GIVEN RECORDS:
↓

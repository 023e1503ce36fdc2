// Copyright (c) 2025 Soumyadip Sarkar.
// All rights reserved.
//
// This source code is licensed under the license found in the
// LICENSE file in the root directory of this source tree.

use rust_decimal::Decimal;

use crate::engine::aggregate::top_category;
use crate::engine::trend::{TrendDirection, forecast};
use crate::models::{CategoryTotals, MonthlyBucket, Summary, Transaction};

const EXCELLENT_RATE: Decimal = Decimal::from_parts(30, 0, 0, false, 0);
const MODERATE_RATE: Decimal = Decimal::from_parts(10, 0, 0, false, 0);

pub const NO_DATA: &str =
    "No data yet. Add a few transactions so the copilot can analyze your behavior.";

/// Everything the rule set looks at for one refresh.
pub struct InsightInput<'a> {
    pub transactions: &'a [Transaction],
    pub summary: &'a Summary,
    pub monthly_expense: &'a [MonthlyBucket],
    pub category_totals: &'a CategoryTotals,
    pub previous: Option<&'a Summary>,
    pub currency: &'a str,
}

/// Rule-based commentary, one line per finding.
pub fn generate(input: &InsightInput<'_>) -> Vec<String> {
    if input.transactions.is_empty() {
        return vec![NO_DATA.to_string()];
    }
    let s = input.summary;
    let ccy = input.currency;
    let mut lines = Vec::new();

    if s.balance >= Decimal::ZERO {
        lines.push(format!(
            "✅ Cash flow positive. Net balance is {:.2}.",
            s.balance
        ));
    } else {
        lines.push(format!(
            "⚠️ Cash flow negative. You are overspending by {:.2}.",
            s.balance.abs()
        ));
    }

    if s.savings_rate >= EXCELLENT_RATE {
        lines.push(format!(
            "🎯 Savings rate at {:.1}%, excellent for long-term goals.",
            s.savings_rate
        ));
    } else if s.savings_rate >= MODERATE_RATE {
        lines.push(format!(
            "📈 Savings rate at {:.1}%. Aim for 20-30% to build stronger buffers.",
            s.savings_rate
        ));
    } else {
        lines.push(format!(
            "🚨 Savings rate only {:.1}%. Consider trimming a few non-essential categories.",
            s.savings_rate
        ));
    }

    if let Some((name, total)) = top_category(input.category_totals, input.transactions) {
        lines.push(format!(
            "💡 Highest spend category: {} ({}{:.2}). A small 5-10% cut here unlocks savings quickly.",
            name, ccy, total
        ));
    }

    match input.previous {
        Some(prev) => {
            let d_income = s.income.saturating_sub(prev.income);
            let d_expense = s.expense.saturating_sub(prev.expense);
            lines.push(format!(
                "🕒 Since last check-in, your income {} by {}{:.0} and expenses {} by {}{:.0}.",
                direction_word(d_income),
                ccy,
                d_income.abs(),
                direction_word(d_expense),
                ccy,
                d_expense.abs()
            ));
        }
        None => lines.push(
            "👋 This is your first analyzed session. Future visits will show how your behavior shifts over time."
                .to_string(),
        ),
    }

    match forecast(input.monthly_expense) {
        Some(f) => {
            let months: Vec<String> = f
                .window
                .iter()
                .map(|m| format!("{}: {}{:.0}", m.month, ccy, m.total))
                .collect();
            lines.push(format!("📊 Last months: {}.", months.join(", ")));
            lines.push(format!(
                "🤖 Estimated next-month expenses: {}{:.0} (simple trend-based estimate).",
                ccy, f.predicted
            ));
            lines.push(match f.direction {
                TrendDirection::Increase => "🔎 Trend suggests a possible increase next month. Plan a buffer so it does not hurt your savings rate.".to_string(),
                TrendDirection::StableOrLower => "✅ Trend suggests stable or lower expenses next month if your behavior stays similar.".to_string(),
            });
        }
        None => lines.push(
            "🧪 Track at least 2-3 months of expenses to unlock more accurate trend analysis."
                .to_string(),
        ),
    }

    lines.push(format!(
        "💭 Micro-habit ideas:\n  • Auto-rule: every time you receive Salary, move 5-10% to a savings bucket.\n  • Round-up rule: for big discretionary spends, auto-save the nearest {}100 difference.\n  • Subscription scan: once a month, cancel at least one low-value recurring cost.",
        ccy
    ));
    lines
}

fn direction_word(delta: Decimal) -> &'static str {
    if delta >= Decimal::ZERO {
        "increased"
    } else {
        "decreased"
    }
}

↑

Where the line holding "else if s.savings_rate" appears in the listing above, start reproducing exactly, and end with the line holding "Track at least".

    } else if s.savings_rate >= MODERATE_RATE {
        lines.push(format!(
            "📈 Savings rate at {:.1}%. Aim for 20-30% to build stronger buffers.",
            s.savings_rate
        ));
    } else {
        lines.push(format!(
            "🚨 Savings rate only {:.1}%. Consider trimming a few non-essential categories.",
            s.savings_rate
        ));
    }

    if let Some((name, total)) = top_category(input.category_totals, input.transactions) {
        lines.push(format!(
            "💡 Highest spend category: {} ({}{:.2}). A small 5-10% cut here unlocks savings quickly.",
            name, ccy, total
        ));
    }

    match input.previous {
        Some(prev) => {
            let d_income = s.income.saturating_sub(prev.income);
            let d_expense = s.expense.saturating_sub(prev.expense);
            lines.push(format!(
                "🕒 Since last check-in, your income {} by {}{:.0} and expenses {} by {}{:.0}.",
                direction_word(d_income),
                ccy,
                d_income.abs(),
                direction_word(d_expense),
                ccy,
                d_expense.abs()
            ));
        }
        None => lines.push(
            "👋 This is your first analyzed session. Future visits will show how your behavior shifts over time."
                .to_string(),
        ),
    }

    match forecast(input.monthly_expense) {
        Some(f) => {
            let months: Vec<String> = f
                .window
                .iter()
                .map(|m| format!("{}: {}{:.0}", m.month, ccy, m.total))
                .collect();
            lines.push(format!("📊 Last months: {}.", months.join(", ")));
            lines.push(format!(
                "🤖 Estimated next-month expenses: {}{:.0} (simple trend-based estimate).",
                ccy, f.predicted
            ));
            lines.push(match f.direction {
                TrendDirection::Increase => "🔎 Trend suggests a possible increase next month. Plan a buffer so it does not hurt your savings rate.".to_string(),
                TrendDirection::StableOrLower => "✅ Trend suggests stable or lower expenses next month if your behavior stays similar.".to_string(),
            });
        }
        None => lines.push(
            "🧪 Track at least 2-3 months of expenses to unlock more accurate trend analysis."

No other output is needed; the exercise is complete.